The 80s were the 'big backlash', when the forces of the status quo and systemic mediocrity took over, and raged. The music was produced by machines owned by corporate cultural entrepreneurs and performed in expensive night clubs by lip-sincing models and dancers. Every song became it's own televised advertisement on the music video channels. Every surface was fake, and shiny, and smooth like a glass, so you could do your lines of cocaine anywhere and everywhere. Wealth, celebrity, and drug induced oblivion became the only worthy goals in life. We saw 'The Lives of the Rich and Famous' on TV, and admired and envied the grotesque decadence of it all.

There was NOTHING moderate about the 80s.
 

PureX

Veteran Member
I was born in those years:p
You never knew the world before it went insane. That's too bad. Humans were never entirely right in the head, but there was a time when most people still believed in the innate goodness of humanity, and that it would triumph in the end.

Hard to believe, now, though, isn't it.
 

Estro Felino

Believer in free will
Premium Member
You never knew the world before it went insane. That's too bad.
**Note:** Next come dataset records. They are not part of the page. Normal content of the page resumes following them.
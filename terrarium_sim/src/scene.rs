// terrarium_sim/src/scene.rs

//! Rapier-backed scene: rigid bodies and colliders for walls, entities and
//! agents, exposed to the sensor layer through the `SceneView` trait.
//!
//! `PhysicsPipeline::step()` requires mutable access to every set
//! simultaneously, so they all live together in [`PhysicsScene`].

use std::collections::HashMap;

use image::{Rgb, RgbImage};
use log::debug;
use rapier2d::prelude::{
    CCDSolver, ColliderBuilder, ColliderHandle, ColliderSet, DefaultBroadPhase, Group,
    ImpulseJointSet, IntegrationParameters, InteractionGroups, IslandManager, MultibodyJointSet,
    NarrowPhase, PhysicsPipeline, QueryFilter, QueryPipeline, Ray, RigidBodyBuilder,
    RigidBodyHandle, RigidBodySet,
};
use nalgebra::{point, vector, Point2};

use terrarium_core::prelude::{
    AgentId, BodyId, CategoryFilter, CollisionCategory, DetectionTarget, EntityId, Pose2,
    SceneView, SegmentHit, ShapeId,
};

// =========================================================================
// == Handle Mapping ==
// =========================================================================

// Rapier arena handles pack into the core's opaque u64 ids: index in the
// high half, generation in the low half.

fn shape_id(handle: ColliderHandle) -> ShapeId {
    let (index, generation) = handle.into_raw_parts();
    ShapeId(((index as u64) << 32) | generation as u64)
}

fn collider_handle(shape: ShapeId) -> ColliderHandle {
    ColliderHandle::from_raw_parts((shape.0 >> 32) as u32, shape.0 as u32)
}

fn body_id(handle: RigidBodyHandle) -> BodyId {
    let (index, generation) = handle.into_raw_parts();
    BodyId(((index as u64) << 32) | generation as u64)
}

pub(crate) fn rigid_body_handle(body: BodyId) -> RigidBodyHandle {
    RigidBodyHandle::from_raw_parts((body.0 >> 32) as u32, body.0 as u32)
}

fn group_of(category: CollisionCategory) -> Group {
    Group::from_bits_truncate(category.bit())
}

fn mask_group(filter: CategoryFilter) -> Group {
    Group::from_bits_truncate(filter.mask())
}

// =========================================================================
// == PhysicsScene ==
// =========================================================================

/// The assembled world. Build it once from a scenario, then step it and let
/// sensors query it between steps.
pub struct PhysicsScene {
    pub bodies: RigidBodySet,
    pub colliders: ColliderSet,
    impulse_joints: ImpulseJointSet,
    multibody_joints: MultibodyJointSet,
    pipeline: PhysicsPipeline,
    islands: IslandManager,
    broad_phase: DefaultBroadPhase,
    narrow_phase: NarrowPhase,
    ccd_solver: CCDSolver,
    query_pipeline: QueryPipeline,
    integration_parameters: IntegrationParameters,

    targets: HashMap<ShapeId, DetectionTarget>,
    target_bodies: HashMap<DetectionTarget, BodyId>,
    textures: HashMap<DetectionTarget, RgbImage>,
    next_entity: u64,
    next_agent: u64,
}

impl PhysicsScene {
    /// Top-down world: no gravity, the given fixed timestep.
    pub fn new(dt: f64) -> Self {
        let mut integration_parameters = IntegrationParameters::default();
        integration_parameters.dt = dt as f32;

        Self {
            bodies: RigidBodySet::new(),
            colliders: ColliderSet::new(),
            impulse_joints: ImpulseJointSet::new(),
            multibody_joints: MultibodyJointSet::new(),
            pipeline: PhysicsPipeline::new(),
            islands: IslandManager::new(),
            broad_phase: DefaultBroadPhase::new(),
            narrow_phase: NarrowPhase::new(),
            ccd_solver: CCDSolver::new(),
            query_pipeline: QueryPipeline::new(),
            integration_parameters,
            targets: HashMap::new(),
            target_bodies: HashMap::new(),
            textures: HashMap::new(),
            next_entity: 1,
            next_agent: 1,
        }
    }

    fn uniform_texture(width: u32, height: u32, color: [u8; 3]) -> RgbImage {
        RgbImage::from_pixel(width.max(1), height.max(1), Rgb(color))
    }

    /// A wall segment between two world points. Walls are full entities:
    /// solid, sensor-visible and semantically detectable.
    pub fn add_wall(&mut self, start: Point2<f64>, end: Point2<f64>, color: [u8; 3]) -> EntityId {
        let id = EntityId(self.next_entity);
        self.next_entity += 1;
        let target = DetectionTarget::Entity(id);

        let mid = nalgebra::center(&start, &end);
        let body = RigidBodyBuilder::fixed()
            .translation(vector![mid.x as f32, mid.y as f32])
            .build();
        let body_handle = self.bodies.insert(body);

        let half = end - mid;
        let collider = ColliderBuilder::segment(
            point![-half.x as f32, -half.y as f32],
            point![half.x as f32, half.y as f32],
        )
        .collision_groups(InteractionGroups::new(
            group_of(CollisionCategory::Visible),
            Group::ALL,
        ))
        .build();
        let collider_handle =
            self.colliders
                .insert_with_parent(collider, body_handle, &mut self.bodies);

        self.targets.insert(shape_id(collider_handle), target);
        self.target_bodies.insert(target, body_id(body_handle));
        let span = (end - start).norm().ceil() as u32 + 1;
        self.textures
            .insert(target, Self::uniform_texture(span, span, color));

        debug!("wall {:?}: {:?} -> {:?}", id, start, end);
        id
    }

    /// A static circular entity with a uniform surface color.
    pub fn add_circle_entity(
        &mut self,
        position: Point2<f64>,
        radius: f64,
        color: [u8; 3],
    ) -> EntityId {
        let id = EntityId(self.next_entity);
        self.next_entity += 1;
        let target = DetectionTarget::Entity(id);

        let body = RigidBodyBuilder::fixed()
            .translation(vector![position.x as f32, position.y as f32])
            .build();
        let body_handle = self.bodies.insert(body);

        let collider = ColliderBuilder::ball(radius as f32)
            .collision_groups(InteractionGroups::new(
                group_of(CollisionCategory::Visible),
                Group::ALL,
            ))
            .build();
        let collider_handle =
            self.colliders
                .insert_with_parent(collider, body_handle, &mut self.bodies);

        self.targets.insert(shape_id(collider_handle), target);
        self.target_bodies.insert(target, body_id(body_handle));
        let side = (2.0 * radius).ceil() as u32 + 1;
        self.textures
            .insert(target, Self::uniform_texture(side, side, color));

        debug!("entity {:?}: r={} at {:?}", id, radius, position);
        id
    }

    /// A non-solid interaction halo attached to an existing entity body,
    /// detectable by rays but never colliding.
    pub fn add_interaction_halo(&mut self, entity: EntityId, radius: f64) -> Option<ShapeId> {
        let target = DetectionTarget::Entity(entity);
        let body = *self.target_bodies.get(&target)?;

        let collider = ColliderBuilder::ball(radius as f32)
            .sensor(true)
            .collision_groups(InteractionGroups::new(
                group_of(CollisionCategory::Interaction),
                Group::ALL,
            ))
            .build();
        let handle =
            self.colliders
                .insert_with_parent(collider, rigid_body_handle(body), &mut self.bodies);

        let shape = shape_id(handle);
        self.targets.insert(shape, target);
        Some(shape)
    }

    /// A dynamic circular agent body. Returns the handles a sensor rig
    /// needs: identity, anchor body, and the agent's own shape (which its
    /// sensors must treat as invisible).
    pub fn add_agent(&mut self, pose: Pose2, radius: f64, color: [u8; 3]) -> (AgentId, BodyId, ShapeId) {
        let id = AgentId(self.next_agent);
        self.next_agent += 1;
        let target = DetectionTarget::Agent(id);

        let body = RigidBodyBuilder::dynamic()
            .translation(vector![
                pose.position.x as f32,
                pose.position.y as f32
            ])
            .rotation(pose.heading as f32)
            .build();
        let body_handle = self.bodies.insert(body);

        let collider = ColliderBuilder::ball(radius as f32)
            .collision_groups(InteractionGroups::new(
                group_of(CollisionCategory::Visible) | group_of(CollisionCategory::Interaction),
                Group::ALL,
            ))
            .build();
        let collider_handle =
            self.colliders
                .insert_with_parent(collider, body_handle, &mut self.bodies);

        let shape = shape_id(collider_handle);
        self.targets.insert(shape, target);
        self.target_bodies.insert(target, body_id(body_handle));
        let side = (2.0 * radius).ceil() as u32 + 1;
        self.textures
            .insert(target, Self::uniform_texture(side, side, color));

        debug!("agent {:?}: r={} at {:?}", id, radius, pose.position);
        (id, body_id(body_handle), shape)
    }

    /// Rebuilds the query acceleration structure. Call once after assembly;
    /// `step` keeps it current afterwards.
    pub fn refresh_queries(&mut self) {
        self.query_pipeline.update(&self.colliders);
    }

    /// Advances the physics world by one timestep.
    pub fn step(&mut self) {
        self.pipeline.step(
            &vector![0.0, 0.0],
            &self.integration_parameters,
            &mut self.islands,
            &mut self.broad_phase,
            &mut self.narrow_phase,
            &mut self.bodies,
            &mut self.colliders,
            &mut self.impulse_joints,
            &mut self.multibody_joints,
            &mut self.ccd_solver,
            Some(&mut self.query_pipeline),
            &(),
            &(),
        );
    }

    pub(crate) fn query_pipeline(&self) -> &QueryPipeline {
        &self.query_pipeline
    }

    /// The body a shape is attached to, if any.
    pub fn shape_body(&self, shape: ShapeId) -> Option<BodyId> {
        self.colliders
            .get(collider_handle(shape))
            .and_then(|c| c.parent())
            .map(body_id)
    }
}

// =========================================================================
// == SceneView ==
// =========================================================================

impl SceneView for PhysicsScene {
    fn segment_query(
        &self,
        origin: Point2<f64>,
        end: Point2<f64>,
        filter: CategoryFilter,
    ) -> Vec<SegmentHit> {
        let dir = end - origin;
        let length = dir.norm();
        if length <= f64::EPSILON {
            return Vec::new();
        }
        let unit = dir / length;

        let ray = Ray::new(
            point![origin.x as f32, origin.y as f32],
            vector![unit.x as f32, unit.y as f32],
        );
        let query = QueryFilter::new().groups(InteractionGroups::new(
            Group::ALL,
            mask_group(filter),
        ));

        let mut hits = Vec::new();
        self.query_pipeline.intersections_with_ray(
            &self.bodies,
            &self.colliders,
            &ray,
            length as f32,
            true,
            query,
            |handle, intersection| {
                let distance = intersection.time_of_impact as f64;
                hits.push(SegmentHit {
                    shape: shape_id(handle),
                    alpha: distance / length,
                    point: origin + unit * distance,
                });
                true
            },
        );
        hits
    }

    fn target_of(&self, shape: ShapeId) -> Option<DetectionTarget> {
        self.targets.get(&shape).copied()
    }

    fn body_pose(&self, body: BodyId) -> Option<Pose2> {
        let rb = self.bodies.get(rigid_body_handle(body))?;
        let iso = rb.position();
        Some(Pose2::new(
            iso.translation.x as f64,
            iso.translation.y as f64,
            iso.rotation.angle() as f64,
        ))
    }

    fn target_pose(&self, target: DetectionTarget) -> Option<Pose2> {
        let body = *self.target_bodies.get(&target)?;
        self.body_pose(body)
    }

    fn texture_size(&self, target: DetectionTarget) -> Option<(u32, u32)> {
        self.textures
            .get(&target)
            .map(|img| (img.width(), img.height()))
    }

    fn texture_pixel(&self, target: DetectionTarget, x: u32, y: u32) -> Option<[u8; 3]> {
        let img = self.textures.get(&target)?;
        if x >= img.width() || y >= img.height() {
            return None;
        }
        Some(img.get_pixel(x, y).0)
    }
}

// =========================================================================
// == Tests ==
// =========================================================================

#[cfg(test)]
mod tests {
    use super::*;
    use approx::assert_relative_eq;

    #[test]
    fn handles_round_trip_through_ids() {
        let mut scene = PhysicsScene::new(1.0 / 60.0);
        let (_, body, shape) = scene.add_agent(Pose2::new(1.0, 2.0, 0.5), 5.0, [40, 40, 40]);

        assert_eq!(scene.shape_body(shape), Some(body));
        let pose = scene.body_pose(body).unwrap();
        assert_relative_eq!(pose.position.x, 1.0, epsilon = 1e-5);
        assert_relative_eq!(pose.heading, 0.5, epsilon = 1e-5);
    }

    #[test]
    fn segment_query_hits_a_wall_with_unit_alpha_scale() {
        let mut scene = PhysicsScene::new(1.0 / 60.0);
        scene.add_wall(
            Point2::new(50.0, -100.0),
            Point2::new(50.0, 100.0),
            [120, 120, 120],
        );
        scene.refresh_queries();

        let hits = scene.segment_query(
            Point2::new(0.0, 0.0),
            Point2::new(100.0, 0.0),
            CategoryFilter::sensing(),
        );
        assert_eq!(hits.len(), 1);
        assert_relative_eq!(hits[0].alpha, 0.5, epsilon = 1e-4);
        assert_relative_eq!(hits[0].point.x, 50.0, epsilon = 1e-2);
    }

    #[test]
    fn walls_resolve_to_entity_targets() {
        let mut scene = PhysicsScene::new(1.0 / 60.0);
        let id = scene.add_wall(
            Point2::new(10.0, -10.0),
            Point2::new(10.0, 10.0),
            [1, 2, 3],
        );
        scene.refresh_queries();

        let hits = scene.segment_query(
            Point2::new(0.0, 0.0),
            Point2::new(20.0, 0.0),
            CategoryFilter::sensing(),
        );
        assert_eq!(
            scene.target_of(hits[0].shape),
            Some(DetectionTarget::Entity(id))
        );
        assert_eq!(
            scene.texture_pixel(DetectionTarget::Entity(id), 0, 0),
            Some([1, 2, 3])
        );
    }

    #[test]
    fn interaction_halo_is_detectable_but_distinct_shape() {
        let mut scene = PhysicsScene::new(1.0 / 60.0);
        let id = scene.add_circle_entity(Point2::new(30.0, 0.0), 5.0, [0, 255, 0]);
        let halo = scene.add_interaction_halo(id, 12.0).unwrap();
        scene.refresh_queries();

        let hits = scene.segment_query(
            Point2::new(0.0, 0.0),
            Point2::new(60.0, 0.0),
            CategoryFilter::sensing(),
        );
        // Ball surface at 25, halo surface at 18: two shapes, one entity.
        assert_eq!(hits.len(), 2);
        assert!(hits.iter().any(|h| h.shape == halo));
        assert!(hits
            .iter()
            .all(|h| scene.target_of(h.shape) == Some(DetectionTarget::Entity(id))));
    }
}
Humans were never entirely right in the head, but there was a time when most people still believed in the innate goodness of humanity, and that it would triumph in the end.
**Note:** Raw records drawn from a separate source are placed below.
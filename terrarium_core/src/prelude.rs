// terrarium_core/src/prelude.rs

// --- Core Abstractions (The main contracts of the library) ---
pub use crate::scene::{SceneView, SegmentHit};
pub use crate::sensors::{
    Modality, Observation, ObservationShape, PolarSpec, PolarView, Sensor, SensorInput,
};

// --- Core Data Structures (The "nouns" of the library) ---
pub use crate::raycast::{Detection, DetectionBucket, RayBucket, RayPipeline};
pub use crate::types::{
    AgentId, BodyId, CategoryFilter, CollisionCategory, DetectionTarget, EntityId, Pose2, ShapeId,
};

// --- Configuration and Errors ---
pub use crate::config::{ConeConfig, DepthConfig, RayConfig};
pub use crate::error::{ConfigError, SensorError};
pub use crate::noise::{NoiseConfig, NoiseModel};

// --- Concrete Sensor Implementations (Export common ones for convenience) ---
pub use crate::sensors::camera::{GreyCamera, RgbCamera};
pub use crate::sensors::depth::Depth;
pub use crate::sensors::lidar::{Lidar, Touch};
pub use crate::sensors::semantic::{SemanticCones, SemanticRay};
Hard to believe, now, though, isn't it.
I was born in a yet not globalized country...
And believe me...I could tell how beautiful the world was back then...
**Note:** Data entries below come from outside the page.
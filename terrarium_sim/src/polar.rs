// terrarium_sim/src/polar.rs

//! Polar occupancy sampling for visual sensors.
//!
//! The engine walks the raster a visual sensor requested: for every angular
//! column and radial bin it probes one world point and marks the cell
//! occupied when any detectable collider contains it. The sensor itself
//! never touches the physics world.

use nalgebra::point;
use rapier2d::prelude::{Group, InteractionGroups, QueryFilter};

use terrarium_core::geometry::ray_angles;
use terrarium_core::prelude::{BodyId, CategoryFilter, PolarSpec, PolarView, SceneView};
use terrarium_core::error::SensorError;

use crate::scene::PhysicsScene;

/// Samples a polar occupancy raster around `anchor`, oriented along the
/// anchor's heading.
pub fn polar_view(
    scene: &PhysicsScene,
    anchor: BodyId,
    spec: &PolarSpec,
) -> Result<PolarView, SensorError> {
    let pose = scene
        .body_pose(anchor)
        .ok_or(SensorError::MissingAnchor(anchor))?;

    let mut view = PolarView::zeros(spec.n_angles, spec.n_bins);
    if spec.n_angles == 0 || spec.n_bins == 0 {
        return Ok(view);
    }

    let angles = ray_angles(spec.fov, spec.n_angles);
    let bin_width = spec.range / spec.n_bins as f64;
    let filter = QueryFilter::new()
        .exclude_rigid_body(crate::scene::rigid_body_handle(anchor))
        .groups(InteractionGroups::new(
            Group::ALL,
            Group::from_bits_truncate(CategoryFilter::sensing().mask()),
        ));

    for (a, &angle) in angles.iter().enumerate() {
        let world_angle = pose.heading + angle;
        let (sin, cos) = world_angle.sin_cos();
        for bin in 0..spec.n_bins {
            // Probe the center of each radial cell.
            let r = (bin as f64 + 0.5) * bin_width;
            let probe = point![
                (pose.position.x + r * cos) as f32,
                (pose.position.y + r * sin) as f32
            ];

            let mut occupied = false;
            scene.query_pipeline().intersections_with_point(
                &scene.bodies,
                &scene.colliders,
                &probe,
                filter,
                |_| {
                    occupied = true;
                    false
                },
            );
            if occupied {
                view.set(a, bin, 1.0);
            }
        }
    }
    Ok(view)
}

// =========================================================================
// == Tests ==
// =========================================================================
Nowadays people are restlessly dissatisfied...
Back then they were happy with sipping juice in a pub listening to a nice song.

 

Evangelicalhumanist

"Truth" isn't a thing...
Premium Member
Well, I was there! I spent considerable time in Toronto's main hippie enclave, Yorkville Village. I loved the era -- but I just never took to the drugs. Weed made me feel ill.

But I think I adopted a lot of my liberated notions about sex and other personal matters back then, and I'm still really comfortable with them.

Yorkville.jpg

I'm in that picture, but you can't see my face.
 

ChristineM

"Be strong", I whispered to my coffee.
Premium Member
Well, I was there! I spent considerable time in Toronto's main hippie enclave, Yorkville Village. I loved the era -- but I just never took to the drugs. Weed made me feel ill.

But I think I adopted a lot of my liberated notions about sex and other personal matters back then, and I'm still really comfortable with them.

View attachment 36243
I'm in that picture, but you can't see my face.

I hear said that if you can remember hippie era you weren't there ;-)
 

Evangelicalhumanist

"Truth" isn't a thing...
Premium Member
I hear said that if you can remember hippie era you weren't there ;-)
Oh, I remember it well! But as I said, I didn't like the drugs. But there were other things -- like my first guy with a mustache! I've loved facial hair ever since, and refuse to remove my own 'stache.
 

ChristineM

"Be strong", I whispered to my coffee.
Premium Member
Oh, I remember it well! But as I said, I didn't like the drugs. But there were other things -- like my first guy with a mustache! I've loved facial hair ever since, and refuse to remove my own 'stache.
Hubby is growing s full set. Does that make him a hippy?
 

wizanda

One Accepts All Religious Texts
Premium Member
The idea no one has commented or noticed Hippies are not a historical concept; Modern Hippies exist, and listen to all sorts of music.

There is a huge following of PsyTrance underground parties all over the world, having illegal raves with the Babylonian Government trying to suppress our freedom.

Some of the Biggest movements of Hippies are in Israel, Goa, Ibiza, etc.

Hippies are not a style of Music from the sixties, it is a movement of people who care about our planet; the religious leaders are the haters who don't accept Oneness of religion, and suppress Hippies as not even existing.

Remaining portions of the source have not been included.